→ Your task: For the records that follow, say how many lines have the word "EvalBuilder" in them. Write the number and nothing more.

→ Input data:

____________________

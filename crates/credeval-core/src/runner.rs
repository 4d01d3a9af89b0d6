use std::sync::atomic::{AtomicBool, Ordering};
use std::sync::Arc;

use futures::stream::{self, StreamExt};
use tracing::{info, warn};

use credeval_types::{
	EvaluationItem, EvaluationResult, ScoredItem, ScoringFailure, MAX_SCORE,
};

use crate::config::EvalConfig;
use crate::dataset::DataSource;
use crate::error::{EvalError, ScoringError};
use crate::metrics;
use crate::scorer::Scorer;
use crate::validate;

pub struct EvalBuilder {
	data_source: Option<Arc<dyn DataSource>>,
	scorer: Option<Arc<dyn Scorer>>,
	config: EvalConfig,
	cancel: Option<Arc<AtomicBool>>,
}

impl EvalBuilder {
	pub fn new() -> Self {
		Self {
			data_source: None,
			scorer: None,
			config: EvalConfig::default(),
			cancel: None,
		}
	}

	pub fn data_source(mut self, data_source: Arc<dyn DataSource>) -> Self {
		self.data_source = Some(data_source);
		self
	}

	pub fn scorer(mut self, scorer: Arc<dyn Scorer>) -> Self {
		self.scorer = Some(scorer);
		self
	}

	pub fn config(mut self, config: EvalConfig) -> Self {
		self.config = config;
		self
	}

	pub fn threshold(mut self, threshold: u8) -> Self {
		self.config.threshold = threshold;
		self
	}

	pub fn concurrency(mut self, n: usize) -> Self {
		self.config.concurrency = n.max(1);
		self
	}

	/// Cooperative cancellation: when the flag flips, no further scoring
	/// calls are dispatched and the partial result is marked incomplete.
	pub fn cancel_flag(mut self, flag: Arc<AtomicBool>) -> Self {
		self.cancel = Some(flag);
		self
	}

	pub fn build(self) -> Result<Evaluation, EvalError> {
		Ok(Evaluation {
			data_source: self.data_source.ok_or(EvalError::Builder("data_source must be set"))?,
			scorer: self.scorer.ok_or(EvalError::Builder("scorer must be set"))?,
			config: self.config,
			cancel: self.cancel,
		})
	}
}

/// A finished run: the assembled metrics plus the scored set, so threshold
/// sweeps and misclassification queries can reuse it without re-scoring.
#[derive(Debug)]
pub struct EvaluationRun {
	pub scored: Vec<ScoredItem>,
	pub result: EvaluationResult,
}

pub struct Evaluation {
	data_source: Arc<dyn DataSource>,
	scorer: Arc<dyn Scorer>,
	config: EvalConfig,
	cancel: Option<Arc<AtomicBool>>,
}

impl std::fmt::Debug for Evaluation {
	fn fmt(&self, f: &mut std::fmt::Formatter<'_>) -> std::fmt::Result {
		f.debug_struct("Evaluation")
			.field("scorer", &self.scorer.name())
			.field("config", &self.config)
			.field("cancel", &self.cancel)
			.finish()
	}
}

enum ItemOutcome {
	Scored(ScoredItem),
	Failed(ScoringFailure),
	Skipped,
}

impl Evaluation {
	pub fn builder() -> EvalBuilder {
		EvalBuilder::new()
	}

	pub async fn run(&self) -> Result<EvaluationRun, EvalError> {
		let records = self.data_source.load().await?;
		let items = validate::parse_items(&records)?;
		info!(
			"Scoring {} sources with scorer '{}' (concurrency {})",
			items.len(),
			self.scorer.name(),
			self.config.concurrency.max(1)
		);

		let (scored, failures, incomplete) = self.score_items(items).await;
		if scored.is_empty() && !incomplete {
			return Err(EvalError::NoScoreableItems);
		}

		let result = self.assemble(&scored, failures, incomplete)?;
		Ok(EvaluationRun { scored, result })
	}

	async fn score_items(
		&self,
		items: Vec<EvaluationItem>,
	) -> (Vec<ScoredItem>, Vec<ScoringFailure>, bool) {
		let scorer = self.scorer.clone();
		let cancel = self.cancel.clone();

		let stream = stream::iter(items.into_iter().enumerate()).map(move |(index, item)| {
			let scorer = scorer.clone();
			let cancel = cancel.clone();
			async move {
				if let Some(flag) = &cancel {
					if flag.load(Ordering::SeqCst) {
						return ItemOutcome::Skipped;
					}
				}
				match scorer.score(&item).await {
					Ok(outcome) if outcome.aggregate_score <= MAX_SCORE => {
						ItemOutcome::Scored(ScoredItem {
							index,
							item,
							predicted_score: outcome.aggregate_score,
							criteria: outcome.criteria,
						})
					}
					Ok(outcome) => {
						let err = ScoringError::ScoreOutOfRange(u64::from(outcome.aggregate_score));
						warn!("Scoring failed for item {}: {}", index, err);
						ItemOutcome::Failed(ScoringFailure {
							index,
							url: item.url.clone(),
							reason: err.to_string(),
						})
					}
					Err(err) => {
						warn!("Scoring failed for item {}: {}", index, err);
						ItemOutcome::Failed(ScoringFailure {
							index,
							url: item.url.clone(),
							reason: err.to_string(),
						})
					}
				}
			}
		});

		let outcomes: Vec<ItemOutcome> = stream
			.buffer_unordered(self.config.concurrency.max(1))
			.collect()
			.await;

		let mut scored = Vec::new();
		let mut failures = Vec::new();
		let mut skipped = 0usize;
		for outcome in outcomes {
			match outcome {
				ItemOutcome::Scored(item) => scored.push(item),
				ItemOutcome::Failed(failure) => failures.push(failure),
				ItemOutcome::Skipped => skipped += 1,
			}
		}

		// buffer_unordered completes out of order; restore dataset order.
		scored.sort_by_key(|s| s.index);
		failures.sort_by_key(|f| f.index);

		(scored, failures, skipped > 0)
	}

	fn assemble(
		&self,
		scored: &[ScoredItem],
		failures: Vec<ScoringFailure>,
		incomplete: bool,
	) -> Result<EvaluationResult, EvalError> {
		let pairs = metrics::label_score_pairs(scored);
		let confusion_matrix = metrics::confusion_matrix(&pairs, self.config.threshold);
		metrics::check_invariant(&confusion_matrix, scored.len())?;

		info!(
			"Scored {} sources ({} failures) at threshold {}",
			scored.len(),
			failures.len(),
			self.config.threshold
		);

		Ok(EvaluationResult {
			classification_metrics: metrics::classification_metrics(&confusion_matrix),
			calibration_metrics: metrics::calibration_metrics(&pairs, self.config.calibration_bins),
			confusion_matrix,
			per_criterion_metrics: metrics::criterion_separations(scored),
			score_distribution: metrics::score_distribution(&pairs),
			threshold_used: self.config.threshold,
			scored_count: scored.len(),
			failure_count: failures.len(),
			failures,
			incomplete,
		})
	}
}

#[cfg(test)]
mod tests {
	use super::*;
	use std::sync::atomic::AtomicUsize;

	use serde_json::{json, Value};

	use crate::dataset::VecDataSource;
	use crate::scorer::{from_async_fn, ScoreOutcome};
	use crate::scorers::stub::StaticScorer;

	fn record(url: &str, label: &str) -> Value {
		json!({
			"text": "a".repeat(80),
			"url": url,
			"title": format!("Title for {url}"),
			"ground_truth_label": label,
			"source_dataset": "unit",
			"metadata": {},
			"added_at": "2026-01-01T00:00:00",
		})
	}

	fn fixture() -> (Vec<Value>, StaticScorer) {
		let mut records = Vec::new();
		let mut scorer = StaticScorer::new();
		for (i, score) in [18u8, 16, 14, 12, 9].into_iter().enumerate() {
			let url = format!("https://m/{i}");
			records.push(record(&url, "manipulative"));
			scorer = scorer.with_outcome(&url, score, Vec::new());
		}
		for (i, score) in [1u8, 3, 4, 7, 11].into_iter().enumerate() {
			let url = format!("https://c/{i}");
			records.push(record(&url, "credible"));
			scorer = scorer.with_outcome(&url, score, Vec::new());
		}
		(records, scorer)
	}

	#[tokio::test]
	async fn fixture_run_matches_expected_metrics() {
		let (records, scorer) = fixture();
		let eval = Evaluation::builder()
			.data_source(Arc::new(VecDataSource::new(records)))
			.scorer(Arc::new(scorer))
			.build()
			.unwrap();

		let run = eval.run().await.unwrap();
		assert_eq!(run.result.threshold_used, 6);
		assert_eq!(run.result.scored_count, 10);
		assert_eq!(run.result.failure_count, 0);
		assert!(!run.result.incomplete);
		assert_eq!(run.result.confusion_matrix.true_positives, 5);
		assert_eq!(run.result.confusion_matrix.false_positives, 2);
		assert!((run.result.classification_metrics.precision.value - 5.0 / 7.0).abs() < 1e-9);
		assert!((run.result.classification_metrics.recall.value - 1.0).abs() < 1e-9);

		// Scored set comes back in dataset order despite unordered scoring.
		let indices: Vec<usize> = run.scored.iter().map(|s| s.index).collect();
		assert_eq!(indices, (0..10).collect::<Vec<_>>());
	}

	#[tokio::test]
	async fn failed_items_are_collected_and_excluded_from_denominators() {
		let (mut records, scorer) = fixture();
		records.push(record("https://nowhere/0", "credible"));

		let eval = Evaluation::builder()
			.data_source(Arc::new(VecDataSource::new(records)))
			.scorer(Arc::new(scorer))
			.build()
			.unwrap();

		let run = eval.run().await.unwrap();
		assert_eq!(run.result.scored_count, 10);
		assert_eq!(run.result.failure_count, 1);
		assert_eq!(run.result.failures[0].index, 10);
		assert_eq!(run.result.confusion_matrix.total(), 10);
	}

	#[tokio::test]
	async fn run_with_no_scoreable_items_is_fatal() {
		let (records, _) = fixture();
		let eval = Evaluation::builder()
			.data_source(Arc::new(VecDataSource::new(records)))
			.scorer(Arc::new(StaticScorer::new()))
			.build()
			.unwrap();

		let err = eval.run().await.unwrap_err();
		assert!(matches!(err, EvalError::NoScoreableItems));
	}

	#[tokio::test]
	async fn invalid_dataset_aborts_before_any_scoring() {
		let mut bad = record("https://m/0", "manipulative");
		bad["text"] = json!("too short");

		let calls = Arc::new(AtomicUsize::new(0));
		let calls_seen = calls.clone();
		let scorer = from_async_fn("counting", move |_item| {
			let calls = calls_seen.clone();
			async move {
				calls.fetch_add(1, Ordering::SeqCst);
				Ok(ScoreOutcome { aggregate_score: 0, criteria: Vec::new() })
			}
		});

		let eval = Evaluation::builder()
			.data_source(Arc::new(VecDataSource::new(vec![bad])))
			.scorer(scorer)
			.build()
			.unwrap();

		let err = eval.run().await.unwrap_err();
		match err {
			EvalError::DatasetValidation(report) => {
				assert_eq!(report.errors[0].index, 0);
				assert_eq!(report.errors[0].field, "text");
			}
			other => panic!("expected DatasetValidation, got {other}"),
		}
		assert_eq!(calls.load(Ordering::SeqCst), 0);
	}

	#[tokio::test]
	async fn out_of_range_scorer_output_becomes_a_failure() {
		let (mut records, scorer) = fixture();
		records.push(record("https://broken/0", "credible"));
		let scorer = scorer.with_outcome("https://broken/0", 25, Vec::new());

		let eval = Evaluation::builder()
			.data_source(Arc::new(VecDataSource::new(records)))
			.scorer(Arc::new(scorer))
			.build()
			.unwrap();

		let run = eval.run().await.unwrap();
		assert_eq!(run.result.scored_count, 10);
		assert_eq!(run.result.failure_count, 1);
		assert!(run.result.failures[0].reason.contains("aggregate score 25"));
	}

	#[tokio::test]
	async fn cancellation_keeps_partial_work_and_marks_incomplete() {
		let (records, _) = fixture();
		let flag = Arc::new(AtomicBool::new(false));

		// Scores the first item, then trips the flag so every later
		// dispatch is skipped. Concurrency 1 keeps the order deterministic.
		let tripwire = flag.clone();
		let scorer = from_async_fn("self-cancelling", move |_item| {
			let flag = tripwire.clone();
			async move {
				flag.store(true, Ordering::SeqCst);
				Ok(ScoreOutcome { aggregate_score: 18, criteria: Vec::new() })
			}
		});

		let eval = Evaluation::builder()
			.data_source(Arc::new(VecDataSource::new(records)))
			.scorer(scorer)
			.concurrency(1)
			.cancel_flag(flag)
			.build()
			.unwrap();

		let run = eval.run().await.unwrap();
		assert!(run.result.incomplete);
		assert_eq!(run.result.scored_count, 1);
		assert_eq!(run.result.confusion_matrix.total(), 1);
	}

	#[tokio::test]
	async fn builder_requires_a_scorer() {
		let (records, _) = fixture();
		let err = Evaluation::builder()
			.data_source(Arc::new(VecDataSource::new(records)))
			.build()
			.unwrap_err();
		assert!(matches!(err, EvalError::Builder(_)));
	}
}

____________________

→ Reply to the exercise: 4